§ **What is being asked**:
Beneath this instruction is a block of data; output from it exactly the lines that run from the one containing "pub fn load_path(path: &Path)" through the one containing "for (key, value)", inclusive.

(Collected data entries)
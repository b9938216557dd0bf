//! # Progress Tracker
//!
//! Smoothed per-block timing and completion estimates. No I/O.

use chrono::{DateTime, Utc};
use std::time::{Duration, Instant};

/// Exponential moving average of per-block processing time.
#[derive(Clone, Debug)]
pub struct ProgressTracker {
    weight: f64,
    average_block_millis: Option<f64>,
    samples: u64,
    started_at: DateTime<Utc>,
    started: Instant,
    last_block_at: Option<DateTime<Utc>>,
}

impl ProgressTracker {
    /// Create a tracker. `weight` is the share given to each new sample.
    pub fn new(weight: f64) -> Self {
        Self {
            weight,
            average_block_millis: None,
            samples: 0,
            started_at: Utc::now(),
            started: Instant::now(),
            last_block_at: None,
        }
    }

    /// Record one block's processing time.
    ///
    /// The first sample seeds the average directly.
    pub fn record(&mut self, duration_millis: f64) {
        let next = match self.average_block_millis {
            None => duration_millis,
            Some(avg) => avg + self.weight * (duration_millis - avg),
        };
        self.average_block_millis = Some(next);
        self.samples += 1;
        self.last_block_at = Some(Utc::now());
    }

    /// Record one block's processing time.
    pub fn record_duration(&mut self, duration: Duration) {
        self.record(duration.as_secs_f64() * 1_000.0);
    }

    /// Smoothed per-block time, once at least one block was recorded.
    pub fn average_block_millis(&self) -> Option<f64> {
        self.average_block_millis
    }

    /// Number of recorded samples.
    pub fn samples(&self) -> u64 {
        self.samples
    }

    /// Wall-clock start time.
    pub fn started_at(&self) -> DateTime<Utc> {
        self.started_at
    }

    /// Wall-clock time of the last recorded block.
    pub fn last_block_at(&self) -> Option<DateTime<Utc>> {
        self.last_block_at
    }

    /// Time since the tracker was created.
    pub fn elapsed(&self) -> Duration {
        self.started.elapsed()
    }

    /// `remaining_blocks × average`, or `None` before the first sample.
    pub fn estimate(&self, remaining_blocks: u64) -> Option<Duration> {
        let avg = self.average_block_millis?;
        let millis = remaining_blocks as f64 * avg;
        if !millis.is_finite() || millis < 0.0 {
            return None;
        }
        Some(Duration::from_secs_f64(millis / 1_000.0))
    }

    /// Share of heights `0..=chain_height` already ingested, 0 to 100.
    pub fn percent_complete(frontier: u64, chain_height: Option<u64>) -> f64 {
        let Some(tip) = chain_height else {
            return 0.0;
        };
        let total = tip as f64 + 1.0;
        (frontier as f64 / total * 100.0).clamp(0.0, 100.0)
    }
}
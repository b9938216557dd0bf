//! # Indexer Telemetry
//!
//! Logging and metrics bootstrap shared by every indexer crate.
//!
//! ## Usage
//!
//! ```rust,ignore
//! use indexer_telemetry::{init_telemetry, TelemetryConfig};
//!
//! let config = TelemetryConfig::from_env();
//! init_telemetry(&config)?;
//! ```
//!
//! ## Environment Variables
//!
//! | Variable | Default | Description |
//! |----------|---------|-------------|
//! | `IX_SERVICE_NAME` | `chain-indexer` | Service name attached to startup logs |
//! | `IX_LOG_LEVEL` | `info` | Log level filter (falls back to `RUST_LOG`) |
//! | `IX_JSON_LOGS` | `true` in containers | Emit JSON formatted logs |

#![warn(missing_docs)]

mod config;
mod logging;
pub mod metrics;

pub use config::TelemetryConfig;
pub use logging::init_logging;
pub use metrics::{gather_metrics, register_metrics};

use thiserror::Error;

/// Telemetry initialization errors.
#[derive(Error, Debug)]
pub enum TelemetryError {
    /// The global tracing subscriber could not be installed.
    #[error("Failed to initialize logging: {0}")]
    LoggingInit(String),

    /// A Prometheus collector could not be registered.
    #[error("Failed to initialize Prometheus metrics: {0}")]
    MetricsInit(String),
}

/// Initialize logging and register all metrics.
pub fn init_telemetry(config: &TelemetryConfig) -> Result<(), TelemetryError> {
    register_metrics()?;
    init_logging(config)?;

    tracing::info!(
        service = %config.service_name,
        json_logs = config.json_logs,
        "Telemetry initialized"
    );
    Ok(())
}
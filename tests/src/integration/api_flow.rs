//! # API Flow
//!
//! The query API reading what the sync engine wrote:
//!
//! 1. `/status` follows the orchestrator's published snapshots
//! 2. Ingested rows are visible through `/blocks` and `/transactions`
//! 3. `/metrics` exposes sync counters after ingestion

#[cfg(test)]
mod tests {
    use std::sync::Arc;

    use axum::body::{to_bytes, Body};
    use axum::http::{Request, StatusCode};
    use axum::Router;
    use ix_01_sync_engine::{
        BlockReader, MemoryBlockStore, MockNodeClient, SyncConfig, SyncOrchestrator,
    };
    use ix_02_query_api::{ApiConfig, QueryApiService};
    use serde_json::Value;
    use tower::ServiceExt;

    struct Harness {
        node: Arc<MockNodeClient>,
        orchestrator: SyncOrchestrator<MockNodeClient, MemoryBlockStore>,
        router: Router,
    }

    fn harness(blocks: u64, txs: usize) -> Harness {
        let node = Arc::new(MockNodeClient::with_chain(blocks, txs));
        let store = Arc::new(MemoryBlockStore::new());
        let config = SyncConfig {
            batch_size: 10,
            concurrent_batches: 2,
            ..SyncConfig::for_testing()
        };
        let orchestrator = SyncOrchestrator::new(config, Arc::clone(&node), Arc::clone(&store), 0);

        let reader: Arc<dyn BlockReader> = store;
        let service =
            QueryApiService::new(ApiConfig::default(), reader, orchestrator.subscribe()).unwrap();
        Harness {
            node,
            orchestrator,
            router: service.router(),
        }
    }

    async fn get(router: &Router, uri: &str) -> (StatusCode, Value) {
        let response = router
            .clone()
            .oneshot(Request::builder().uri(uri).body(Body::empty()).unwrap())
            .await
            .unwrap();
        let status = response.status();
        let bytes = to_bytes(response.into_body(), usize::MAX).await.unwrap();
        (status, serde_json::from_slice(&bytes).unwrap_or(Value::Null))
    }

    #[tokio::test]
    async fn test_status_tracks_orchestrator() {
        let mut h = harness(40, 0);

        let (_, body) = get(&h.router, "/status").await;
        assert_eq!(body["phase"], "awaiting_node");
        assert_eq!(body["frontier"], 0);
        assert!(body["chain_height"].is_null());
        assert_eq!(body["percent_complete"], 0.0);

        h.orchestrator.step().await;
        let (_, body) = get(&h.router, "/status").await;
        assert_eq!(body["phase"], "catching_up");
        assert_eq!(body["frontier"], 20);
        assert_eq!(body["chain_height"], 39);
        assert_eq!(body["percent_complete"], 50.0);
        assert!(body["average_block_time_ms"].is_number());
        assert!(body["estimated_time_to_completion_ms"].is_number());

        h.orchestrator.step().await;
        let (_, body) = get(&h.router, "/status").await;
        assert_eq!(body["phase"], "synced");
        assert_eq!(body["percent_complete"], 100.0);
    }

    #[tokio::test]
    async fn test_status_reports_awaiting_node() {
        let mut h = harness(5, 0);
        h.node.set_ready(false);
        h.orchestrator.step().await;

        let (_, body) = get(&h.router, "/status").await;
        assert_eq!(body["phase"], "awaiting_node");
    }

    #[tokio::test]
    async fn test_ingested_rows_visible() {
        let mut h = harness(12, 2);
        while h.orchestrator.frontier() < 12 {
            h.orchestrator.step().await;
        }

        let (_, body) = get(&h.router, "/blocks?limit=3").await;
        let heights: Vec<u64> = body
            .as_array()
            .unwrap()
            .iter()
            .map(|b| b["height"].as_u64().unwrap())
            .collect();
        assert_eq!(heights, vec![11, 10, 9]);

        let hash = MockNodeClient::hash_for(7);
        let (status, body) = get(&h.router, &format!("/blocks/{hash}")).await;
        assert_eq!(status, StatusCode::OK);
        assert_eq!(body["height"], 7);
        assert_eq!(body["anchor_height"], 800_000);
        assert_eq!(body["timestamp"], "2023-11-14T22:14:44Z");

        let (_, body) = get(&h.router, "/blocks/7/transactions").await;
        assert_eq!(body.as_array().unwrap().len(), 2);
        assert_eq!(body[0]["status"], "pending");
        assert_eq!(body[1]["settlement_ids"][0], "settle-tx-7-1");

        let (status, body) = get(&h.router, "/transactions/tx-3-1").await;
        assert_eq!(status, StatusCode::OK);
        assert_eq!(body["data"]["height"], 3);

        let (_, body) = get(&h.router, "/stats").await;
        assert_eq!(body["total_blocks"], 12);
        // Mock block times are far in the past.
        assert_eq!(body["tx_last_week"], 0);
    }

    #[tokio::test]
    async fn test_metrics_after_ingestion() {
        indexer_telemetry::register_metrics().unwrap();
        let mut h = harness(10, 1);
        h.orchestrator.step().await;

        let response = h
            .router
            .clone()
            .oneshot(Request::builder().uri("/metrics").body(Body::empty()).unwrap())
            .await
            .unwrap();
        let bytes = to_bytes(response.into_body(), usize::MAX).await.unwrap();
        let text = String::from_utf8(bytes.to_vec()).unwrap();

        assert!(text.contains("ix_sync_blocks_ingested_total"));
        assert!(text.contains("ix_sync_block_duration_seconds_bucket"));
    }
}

---

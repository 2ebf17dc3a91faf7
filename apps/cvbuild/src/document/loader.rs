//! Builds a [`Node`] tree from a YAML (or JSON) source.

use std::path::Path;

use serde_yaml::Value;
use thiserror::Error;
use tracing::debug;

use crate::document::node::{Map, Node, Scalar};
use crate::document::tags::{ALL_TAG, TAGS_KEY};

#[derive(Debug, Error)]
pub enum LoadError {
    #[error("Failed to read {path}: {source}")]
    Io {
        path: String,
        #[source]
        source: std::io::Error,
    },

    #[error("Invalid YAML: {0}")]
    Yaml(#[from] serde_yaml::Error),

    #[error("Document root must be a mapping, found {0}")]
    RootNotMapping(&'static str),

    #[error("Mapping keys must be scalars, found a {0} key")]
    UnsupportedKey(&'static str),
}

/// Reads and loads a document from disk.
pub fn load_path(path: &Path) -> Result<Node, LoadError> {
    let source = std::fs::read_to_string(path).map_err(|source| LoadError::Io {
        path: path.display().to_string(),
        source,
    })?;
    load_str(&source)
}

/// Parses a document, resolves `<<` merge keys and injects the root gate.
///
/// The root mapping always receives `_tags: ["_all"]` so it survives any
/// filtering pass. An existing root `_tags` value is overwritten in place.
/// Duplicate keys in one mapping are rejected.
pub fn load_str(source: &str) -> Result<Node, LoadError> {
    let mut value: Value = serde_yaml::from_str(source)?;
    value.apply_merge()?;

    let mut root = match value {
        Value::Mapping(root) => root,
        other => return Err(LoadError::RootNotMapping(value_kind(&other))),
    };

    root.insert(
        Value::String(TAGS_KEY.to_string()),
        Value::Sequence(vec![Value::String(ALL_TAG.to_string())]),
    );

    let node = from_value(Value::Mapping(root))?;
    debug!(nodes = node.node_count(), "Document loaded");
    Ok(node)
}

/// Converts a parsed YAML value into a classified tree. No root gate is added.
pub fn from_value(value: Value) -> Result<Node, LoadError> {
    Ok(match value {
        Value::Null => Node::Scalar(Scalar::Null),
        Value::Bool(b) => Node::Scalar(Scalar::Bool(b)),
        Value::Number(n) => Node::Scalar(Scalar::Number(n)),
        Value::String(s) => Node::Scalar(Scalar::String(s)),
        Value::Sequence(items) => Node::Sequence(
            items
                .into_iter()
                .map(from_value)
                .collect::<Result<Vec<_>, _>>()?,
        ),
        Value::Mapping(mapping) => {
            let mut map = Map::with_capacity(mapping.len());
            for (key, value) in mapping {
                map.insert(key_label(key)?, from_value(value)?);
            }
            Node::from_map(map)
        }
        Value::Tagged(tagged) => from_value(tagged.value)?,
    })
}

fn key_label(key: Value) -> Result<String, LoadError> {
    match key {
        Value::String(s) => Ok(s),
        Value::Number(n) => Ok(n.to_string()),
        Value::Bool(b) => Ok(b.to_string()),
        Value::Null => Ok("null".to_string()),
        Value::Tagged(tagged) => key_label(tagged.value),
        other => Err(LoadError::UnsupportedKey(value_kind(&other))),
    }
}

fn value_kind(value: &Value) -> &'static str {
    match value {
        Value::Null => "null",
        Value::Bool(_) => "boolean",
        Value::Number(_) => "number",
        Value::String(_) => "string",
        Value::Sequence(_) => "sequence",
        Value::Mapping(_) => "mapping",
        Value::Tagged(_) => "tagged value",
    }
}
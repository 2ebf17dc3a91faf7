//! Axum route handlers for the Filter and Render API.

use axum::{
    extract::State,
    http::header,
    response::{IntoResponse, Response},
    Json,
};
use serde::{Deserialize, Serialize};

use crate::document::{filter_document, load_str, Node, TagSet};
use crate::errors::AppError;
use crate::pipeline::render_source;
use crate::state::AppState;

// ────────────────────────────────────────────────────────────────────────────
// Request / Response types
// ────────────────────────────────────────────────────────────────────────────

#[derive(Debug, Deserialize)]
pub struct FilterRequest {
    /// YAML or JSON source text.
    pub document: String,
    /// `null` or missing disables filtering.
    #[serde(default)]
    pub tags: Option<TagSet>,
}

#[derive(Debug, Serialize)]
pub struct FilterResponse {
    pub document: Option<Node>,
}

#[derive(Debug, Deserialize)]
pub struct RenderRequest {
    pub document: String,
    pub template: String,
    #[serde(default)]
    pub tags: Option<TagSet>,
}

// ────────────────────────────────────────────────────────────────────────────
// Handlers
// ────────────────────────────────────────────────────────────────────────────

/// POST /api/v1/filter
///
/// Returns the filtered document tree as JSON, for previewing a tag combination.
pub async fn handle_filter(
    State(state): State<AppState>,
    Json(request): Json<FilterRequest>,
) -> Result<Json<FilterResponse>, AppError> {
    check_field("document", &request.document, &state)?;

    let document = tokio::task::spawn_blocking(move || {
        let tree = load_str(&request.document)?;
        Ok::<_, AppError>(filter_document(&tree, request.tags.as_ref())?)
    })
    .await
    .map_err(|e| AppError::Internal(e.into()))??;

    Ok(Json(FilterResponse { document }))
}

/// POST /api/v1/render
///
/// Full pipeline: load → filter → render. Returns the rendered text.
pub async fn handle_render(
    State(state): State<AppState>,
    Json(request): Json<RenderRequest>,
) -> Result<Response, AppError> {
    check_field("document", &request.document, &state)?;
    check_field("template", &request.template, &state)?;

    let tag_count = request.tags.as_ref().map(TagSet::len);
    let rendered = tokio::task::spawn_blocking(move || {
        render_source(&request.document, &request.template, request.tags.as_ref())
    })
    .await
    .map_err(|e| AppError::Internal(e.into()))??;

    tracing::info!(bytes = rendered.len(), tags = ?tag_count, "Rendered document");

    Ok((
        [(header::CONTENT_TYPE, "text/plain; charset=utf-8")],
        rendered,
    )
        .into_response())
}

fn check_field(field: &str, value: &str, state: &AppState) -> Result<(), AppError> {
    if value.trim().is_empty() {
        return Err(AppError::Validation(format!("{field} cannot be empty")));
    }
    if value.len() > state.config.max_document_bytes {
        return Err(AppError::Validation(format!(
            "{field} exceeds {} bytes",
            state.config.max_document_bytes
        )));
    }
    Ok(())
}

§ **Final answer**:
pub fn load_path(path: &Path) -> Result<Node, LoadError> {
    let source = std::fs::read_to_string(path).map_err(|source| LoadError::Io {
        path: path.display().to_string(),
        source,
    })?;
    load_str(&source)
}

/// Parses a document, resolves `<<` merge keys and injects the root gate.
///
/// The root mapping always receives `_tags: ["_all"]` so it survives any
/// filtering pass. An existing root `_tags` value is overwritten in place.
/// Duplicate keys in one mapping are rejected.
pub fn load_str(source: &str) -> Result<Node, LoadError> {
    let mut value: Value = serde_yaml::from_str(source)?;
    value.apply_merge()?;

    let mut root = match value {
        Value::Mapping(root) => root,
        other => return Err(LoadError::RootNotMapping(value_kind(&other))),
    };

    root.insert(
        Value::String(TAGS_KEY.to_string()),
        Value::Sequence(vec![Value::String(ALL_TAG.to_string())]),
    );

    let node = from_value(Value::Mapping(root))?;
    debug!(nodes = node.node_count(), "Document loaded");
    Ok(node)
}

/// Converts a parsed YAML value into a classified tree. No root gate is added.
pub fn from_value(value: Value) -> Result<Node, LoadError> {
    Ok(match value {
        Value::Null => Node::Scalar(Scalar::Null),
        Value::Bool(b) => Node::Scalar(Scalar::Bool(b)),
        Value::Number(n) => Node::Scalar(Scalar::Number(n)),
        Value::String(s) => Node::Scalar(Scalar::String(s)),
        Value::Sequence(items) => Node::Sequence(
            items
                .into_iter()
                .map(from_value)
                .collect::<Result<Vec<_>, _>>()?,
        ),
        Value::Mapping(mapping) => {
            let mut map = Map::with_capacity(mapping.len());
            for (key, value) in mapping {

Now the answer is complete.